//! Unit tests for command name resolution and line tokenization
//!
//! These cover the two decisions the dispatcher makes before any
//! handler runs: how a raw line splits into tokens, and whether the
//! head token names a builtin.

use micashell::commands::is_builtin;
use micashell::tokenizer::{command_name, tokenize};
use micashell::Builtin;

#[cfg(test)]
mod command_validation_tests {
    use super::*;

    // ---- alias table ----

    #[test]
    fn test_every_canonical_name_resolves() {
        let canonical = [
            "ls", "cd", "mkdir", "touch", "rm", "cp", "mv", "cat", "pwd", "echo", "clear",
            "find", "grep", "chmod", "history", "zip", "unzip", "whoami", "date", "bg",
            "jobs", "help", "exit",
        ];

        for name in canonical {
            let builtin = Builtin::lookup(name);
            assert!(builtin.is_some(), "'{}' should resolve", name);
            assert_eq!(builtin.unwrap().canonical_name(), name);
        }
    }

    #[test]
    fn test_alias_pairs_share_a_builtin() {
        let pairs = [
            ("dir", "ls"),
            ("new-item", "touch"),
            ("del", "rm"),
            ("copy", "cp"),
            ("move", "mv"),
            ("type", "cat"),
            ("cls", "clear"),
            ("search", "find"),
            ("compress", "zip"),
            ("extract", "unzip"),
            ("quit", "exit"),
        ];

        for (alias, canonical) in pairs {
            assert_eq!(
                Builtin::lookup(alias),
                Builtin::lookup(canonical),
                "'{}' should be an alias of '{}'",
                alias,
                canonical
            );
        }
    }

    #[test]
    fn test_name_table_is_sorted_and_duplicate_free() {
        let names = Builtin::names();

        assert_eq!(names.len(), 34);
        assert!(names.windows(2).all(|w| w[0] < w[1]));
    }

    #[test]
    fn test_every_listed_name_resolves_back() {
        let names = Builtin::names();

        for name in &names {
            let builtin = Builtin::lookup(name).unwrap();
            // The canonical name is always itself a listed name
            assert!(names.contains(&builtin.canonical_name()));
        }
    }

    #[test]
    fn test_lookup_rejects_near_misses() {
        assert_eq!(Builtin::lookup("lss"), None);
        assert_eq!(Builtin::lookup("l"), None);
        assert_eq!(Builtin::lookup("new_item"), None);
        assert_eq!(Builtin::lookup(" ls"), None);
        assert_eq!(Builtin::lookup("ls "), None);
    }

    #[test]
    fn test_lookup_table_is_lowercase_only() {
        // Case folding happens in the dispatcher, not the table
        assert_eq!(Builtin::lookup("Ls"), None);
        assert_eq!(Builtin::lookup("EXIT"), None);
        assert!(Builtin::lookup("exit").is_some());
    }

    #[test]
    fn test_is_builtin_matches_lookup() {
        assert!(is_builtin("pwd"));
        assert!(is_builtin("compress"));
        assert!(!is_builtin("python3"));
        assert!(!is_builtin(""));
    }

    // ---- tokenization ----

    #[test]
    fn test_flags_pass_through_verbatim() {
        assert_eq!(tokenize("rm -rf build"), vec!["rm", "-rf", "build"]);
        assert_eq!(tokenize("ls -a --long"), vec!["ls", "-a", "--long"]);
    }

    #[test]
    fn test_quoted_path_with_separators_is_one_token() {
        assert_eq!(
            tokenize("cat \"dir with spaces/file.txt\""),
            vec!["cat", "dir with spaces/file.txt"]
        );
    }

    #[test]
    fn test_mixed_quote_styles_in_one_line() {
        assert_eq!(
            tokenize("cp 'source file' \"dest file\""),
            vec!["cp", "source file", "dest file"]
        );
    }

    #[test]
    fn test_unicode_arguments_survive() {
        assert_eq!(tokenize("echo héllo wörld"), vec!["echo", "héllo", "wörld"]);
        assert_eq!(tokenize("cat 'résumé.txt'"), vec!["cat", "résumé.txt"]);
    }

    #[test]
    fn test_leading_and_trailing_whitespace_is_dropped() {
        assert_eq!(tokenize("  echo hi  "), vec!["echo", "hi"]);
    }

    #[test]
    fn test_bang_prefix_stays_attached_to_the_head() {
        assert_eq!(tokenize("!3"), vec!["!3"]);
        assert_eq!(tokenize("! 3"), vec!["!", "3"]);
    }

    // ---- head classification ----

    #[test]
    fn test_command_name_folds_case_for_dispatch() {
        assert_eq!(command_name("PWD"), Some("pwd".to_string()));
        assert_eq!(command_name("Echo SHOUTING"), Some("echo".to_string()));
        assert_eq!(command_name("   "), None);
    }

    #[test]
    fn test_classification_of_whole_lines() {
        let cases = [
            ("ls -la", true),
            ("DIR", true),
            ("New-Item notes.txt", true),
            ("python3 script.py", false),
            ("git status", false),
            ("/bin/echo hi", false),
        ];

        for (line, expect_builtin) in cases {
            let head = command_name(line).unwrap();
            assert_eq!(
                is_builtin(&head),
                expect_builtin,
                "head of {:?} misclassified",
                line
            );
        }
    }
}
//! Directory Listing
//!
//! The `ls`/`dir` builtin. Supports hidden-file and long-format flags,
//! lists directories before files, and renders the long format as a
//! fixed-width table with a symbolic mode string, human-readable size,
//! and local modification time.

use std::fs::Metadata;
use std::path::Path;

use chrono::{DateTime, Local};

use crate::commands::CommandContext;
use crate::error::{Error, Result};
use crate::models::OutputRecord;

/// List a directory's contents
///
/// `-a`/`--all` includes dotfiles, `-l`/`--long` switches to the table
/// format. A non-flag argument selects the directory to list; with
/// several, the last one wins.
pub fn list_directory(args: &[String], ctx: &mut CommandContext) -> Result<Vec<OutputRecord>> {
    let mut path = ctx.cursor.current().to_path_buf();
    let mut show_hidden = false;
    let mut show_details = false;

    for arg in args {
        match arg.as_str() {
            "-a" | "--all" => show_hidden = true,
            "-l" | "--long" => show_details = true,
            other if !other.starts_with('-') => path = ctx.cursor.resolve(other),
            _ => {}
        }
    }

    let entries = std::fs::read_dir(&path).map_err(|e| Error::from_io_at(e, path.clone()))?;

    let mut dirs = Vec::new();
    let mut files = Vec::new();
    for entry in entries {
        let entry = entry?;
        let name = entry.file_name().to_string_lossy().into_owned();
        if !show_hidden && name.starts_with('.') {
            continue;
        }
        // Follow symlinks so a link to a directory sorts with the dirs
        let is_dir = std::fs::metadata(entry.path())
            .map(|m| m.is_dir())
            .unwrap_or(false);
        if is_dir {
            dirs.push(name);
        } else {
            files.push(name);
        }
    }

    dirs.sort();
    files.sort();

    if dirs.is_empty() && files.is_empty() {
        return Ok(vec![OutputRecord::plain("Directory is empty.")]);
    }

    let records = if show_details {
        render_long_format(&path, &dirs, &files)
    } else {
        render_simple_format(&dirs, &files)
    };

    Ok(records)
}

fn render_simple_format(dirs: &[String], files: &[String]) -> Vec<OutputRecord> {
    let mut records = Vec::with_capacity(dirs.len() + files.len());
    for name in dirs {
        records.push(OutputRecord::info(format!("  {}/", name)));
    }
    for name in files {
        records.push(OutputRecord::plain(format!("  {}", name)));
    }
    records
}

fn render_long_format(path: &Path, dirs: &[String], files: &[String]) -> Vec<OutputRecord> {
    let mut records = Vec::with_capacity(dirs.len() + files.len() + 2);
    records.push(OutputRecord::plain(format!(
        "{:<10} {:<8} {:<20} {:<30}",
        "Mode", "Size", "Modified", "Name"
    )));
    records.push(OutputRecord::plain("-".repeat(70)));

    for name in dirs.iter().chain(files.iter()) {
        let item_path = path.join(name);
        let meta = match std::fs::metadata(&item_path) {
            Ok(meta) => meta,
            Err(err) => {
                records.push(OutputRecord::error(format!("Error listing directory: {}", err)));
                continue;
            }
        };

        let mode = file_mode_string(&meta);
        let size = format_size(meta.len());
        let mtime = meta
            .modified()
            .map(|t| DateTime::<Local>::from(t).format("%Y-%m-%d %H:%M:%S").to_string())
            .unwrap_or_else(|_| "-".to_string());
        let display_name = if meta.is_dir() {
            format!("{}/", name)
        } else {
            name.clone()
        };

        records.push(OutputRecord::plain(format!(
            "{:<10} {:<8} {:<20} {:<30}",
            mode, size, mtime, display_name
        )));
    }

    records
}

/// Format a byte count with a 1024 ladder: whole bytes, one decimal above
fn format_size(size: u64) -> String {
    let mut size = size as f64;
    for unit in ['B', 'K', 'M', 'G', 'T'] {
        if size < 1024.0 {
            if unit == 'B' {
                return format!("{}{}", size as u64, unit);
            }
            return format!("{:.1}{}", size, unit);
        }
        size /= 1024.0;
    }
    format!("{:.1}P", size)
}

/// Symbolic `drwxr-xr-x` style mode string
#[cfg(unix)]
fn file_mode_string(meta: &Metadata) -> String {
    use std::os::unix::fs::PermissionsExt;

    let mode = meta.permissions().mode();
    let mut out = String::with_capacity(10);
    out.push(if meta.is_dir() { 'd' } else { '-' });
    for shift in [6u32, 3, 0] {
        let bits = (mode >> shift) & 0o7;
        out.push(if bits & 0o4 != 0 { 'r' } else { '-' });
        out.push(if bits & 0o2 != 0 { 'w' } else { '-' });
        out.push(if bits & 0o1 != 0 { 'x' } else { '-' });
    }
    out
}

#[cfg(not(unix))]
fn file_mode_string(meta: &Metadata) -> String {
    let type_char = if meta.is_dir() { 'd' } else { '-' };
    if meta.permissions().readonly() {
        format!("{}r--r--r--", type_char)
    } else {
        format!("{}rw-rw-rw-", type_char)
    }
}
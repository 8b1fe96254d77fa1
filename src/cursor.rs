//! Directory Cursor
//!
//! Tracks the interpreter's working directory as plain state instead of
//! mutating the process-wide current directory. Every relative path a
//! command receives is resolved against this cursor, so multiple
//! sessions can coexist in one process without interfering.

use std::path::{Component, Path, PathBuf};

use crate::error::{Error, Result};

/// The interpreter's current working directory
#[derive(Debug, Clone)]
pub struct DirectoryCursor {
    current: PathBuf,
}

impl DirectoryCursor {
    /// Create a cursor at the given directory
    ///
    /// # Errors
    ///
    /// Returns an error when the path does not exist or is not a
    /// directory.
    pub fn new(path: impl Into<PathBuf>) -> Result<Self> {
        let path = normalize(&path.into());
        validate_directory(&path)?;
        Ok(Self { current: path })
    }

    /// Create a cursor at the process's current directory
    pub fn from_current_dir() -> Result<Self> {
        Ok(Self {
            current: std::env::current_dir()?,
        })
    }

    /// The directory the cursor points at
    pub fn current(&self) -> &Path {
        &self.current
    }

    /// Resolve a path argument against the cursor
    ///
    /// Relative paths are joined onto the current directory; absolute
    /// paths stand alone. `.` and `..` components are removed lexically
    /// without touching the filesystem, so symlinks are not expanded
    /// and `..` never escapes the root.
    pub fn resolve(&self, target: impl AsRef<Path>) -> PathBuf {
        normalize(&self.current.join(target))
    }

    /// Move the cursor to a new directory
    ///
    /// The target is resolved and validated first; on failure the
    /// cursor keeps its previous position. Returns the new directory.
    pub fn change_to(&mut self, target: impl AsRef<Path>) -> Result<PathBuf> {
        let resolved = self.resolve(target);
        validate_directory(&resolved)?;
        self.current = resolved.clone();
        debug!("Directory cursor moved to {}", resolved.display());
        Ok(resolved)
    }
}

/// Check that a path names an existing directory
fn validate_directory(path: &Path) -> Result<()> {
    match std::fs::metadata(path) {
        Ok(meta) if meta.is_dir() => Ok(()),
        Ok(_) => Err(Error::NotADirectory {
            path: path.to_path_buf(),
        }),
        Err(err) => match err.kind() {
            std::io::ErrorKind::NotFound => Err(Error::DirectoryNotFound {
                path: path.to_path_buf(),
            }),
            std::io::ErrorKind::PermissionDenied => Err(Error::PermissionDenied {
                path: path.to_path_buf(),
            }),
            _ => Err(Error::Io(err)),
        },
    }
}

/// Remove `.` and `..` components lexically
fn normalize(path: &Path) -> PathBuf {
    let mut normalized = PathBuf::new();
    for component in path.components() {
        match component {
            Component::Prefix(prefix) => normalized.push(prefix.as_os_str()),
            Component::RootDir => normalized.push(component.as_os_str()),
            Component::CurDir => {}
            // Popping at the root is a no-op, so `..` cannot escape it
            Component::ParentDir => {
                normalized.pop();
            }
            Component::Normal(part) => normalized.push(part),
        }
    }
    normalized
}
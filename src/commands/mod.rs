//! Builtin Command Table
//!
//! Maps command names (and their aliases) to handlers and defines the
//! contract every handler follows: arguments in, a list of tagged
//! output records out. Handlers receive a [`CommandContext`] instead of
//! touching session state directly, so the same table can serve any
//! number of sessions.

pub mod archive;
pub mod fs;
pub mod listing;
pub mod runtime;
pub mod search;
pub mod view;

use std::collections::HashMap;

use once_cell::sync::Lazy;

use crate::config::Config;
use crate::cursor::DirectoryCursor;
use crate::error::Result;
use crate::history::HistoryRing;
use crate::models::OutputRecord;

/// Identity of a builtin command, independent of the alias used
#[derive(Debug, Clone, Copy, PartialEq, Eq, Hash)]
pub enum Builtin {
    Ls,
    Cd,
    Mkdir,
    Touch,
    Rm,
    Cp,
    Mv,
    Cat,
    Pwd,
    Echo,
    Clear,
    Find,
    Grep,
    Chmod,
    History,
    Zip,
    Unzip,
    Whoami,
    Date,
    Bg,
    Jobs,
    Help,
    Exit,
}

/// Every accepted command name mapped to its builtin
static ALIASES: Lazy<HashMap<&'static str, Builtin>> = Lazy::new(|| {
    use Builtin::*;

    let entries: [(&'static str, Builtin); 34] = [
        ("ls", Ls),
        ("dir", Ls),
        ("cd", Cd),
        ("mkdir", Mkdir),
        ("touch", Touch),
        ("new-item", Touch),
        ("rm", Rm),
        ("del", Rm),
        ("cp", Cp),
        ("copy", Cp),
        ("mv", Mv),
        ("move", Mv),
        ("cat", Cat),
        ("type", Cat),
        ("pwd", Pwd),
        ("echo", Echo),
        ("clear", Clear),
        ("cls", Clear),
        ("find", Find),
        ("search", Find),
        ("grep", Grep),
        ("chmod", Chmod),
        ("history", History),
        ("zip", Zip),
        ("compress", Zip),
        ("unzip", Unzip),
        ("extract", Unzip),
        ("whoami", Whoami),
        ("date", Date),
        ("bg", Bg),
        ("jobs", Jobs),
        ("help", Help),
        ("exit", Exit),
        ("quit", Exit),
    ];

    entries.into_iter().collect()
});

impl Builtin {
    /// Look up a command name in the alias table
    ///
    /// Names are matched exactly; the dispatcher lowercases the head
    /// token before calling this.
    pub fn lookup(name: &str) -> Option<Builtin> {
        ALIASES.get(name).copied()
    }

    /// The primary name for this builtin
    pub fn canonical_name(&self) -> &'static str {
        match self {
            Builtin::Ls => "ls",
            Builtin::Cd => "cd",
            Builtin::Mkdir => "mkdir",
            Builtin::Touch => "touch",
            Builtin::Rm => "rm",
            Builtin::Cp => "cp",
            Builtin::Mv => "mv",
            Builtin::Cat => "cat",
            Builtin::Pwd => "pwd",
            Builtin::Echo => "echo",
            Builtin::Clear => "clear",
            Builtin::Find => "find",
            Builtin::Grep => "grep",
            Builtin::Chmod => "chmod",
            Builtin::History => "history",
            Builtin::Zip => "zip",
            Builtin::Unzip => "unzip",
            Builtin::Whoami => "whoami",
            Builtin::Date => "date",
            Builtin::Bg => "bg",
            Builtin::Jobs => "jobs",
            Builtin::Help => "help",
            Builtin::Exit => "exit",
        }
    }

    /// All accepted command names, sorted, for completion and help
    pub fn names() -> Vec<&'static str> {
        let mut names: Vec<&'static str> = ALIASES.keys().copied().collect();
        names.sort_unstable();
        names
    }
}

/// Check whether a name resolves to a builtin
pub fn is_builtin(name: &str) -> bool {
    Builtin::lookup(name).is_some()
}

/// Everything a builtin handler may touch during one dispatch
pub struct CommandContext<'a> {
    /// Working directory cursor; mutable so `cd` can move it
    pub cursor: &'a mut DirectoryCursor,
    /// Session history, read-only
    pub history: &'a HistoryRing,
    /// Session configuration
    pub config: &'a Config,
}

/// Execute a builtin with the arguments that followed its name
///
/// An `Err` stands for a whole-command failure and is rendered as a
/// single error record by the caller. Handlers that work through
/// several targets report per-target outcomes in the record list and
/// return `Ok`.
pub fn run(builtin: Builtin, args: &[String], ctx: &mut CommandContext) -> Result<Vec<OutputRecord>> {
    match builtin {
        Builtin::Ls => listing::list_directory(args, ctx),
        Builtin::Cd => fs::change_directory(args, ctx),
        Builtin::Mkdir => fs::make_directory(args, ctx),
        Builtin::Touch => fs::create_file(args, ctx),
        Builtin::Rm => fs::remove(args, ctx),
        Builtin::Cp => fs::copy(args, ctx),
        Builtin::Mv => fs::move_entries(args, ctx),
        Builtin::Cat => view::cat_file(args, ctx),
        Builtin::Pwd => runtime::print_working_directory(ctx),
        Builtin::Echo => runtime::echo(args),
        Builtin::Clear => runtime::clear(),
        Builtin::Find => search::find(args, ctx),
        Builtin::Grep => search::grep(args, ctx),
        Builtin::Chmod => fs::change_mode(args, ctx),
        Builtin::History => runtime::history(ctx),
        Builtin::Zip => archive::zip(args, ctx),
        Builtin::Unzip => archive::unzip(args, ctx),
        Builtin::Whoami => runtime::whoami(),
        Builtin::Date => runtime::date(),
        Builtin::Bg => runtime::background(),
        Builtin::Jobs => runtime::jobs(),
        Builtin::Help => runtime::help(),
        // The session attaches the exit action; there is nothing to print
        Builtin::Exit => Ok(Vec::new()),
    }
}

• ACTION ITEM: Wherever the word "tokenization" turns up in a line of the entries above, copy that line.

• TASK OUTPUT:
//! Unit tests for command name resolution and line tokenization
    // ---- tokenization ----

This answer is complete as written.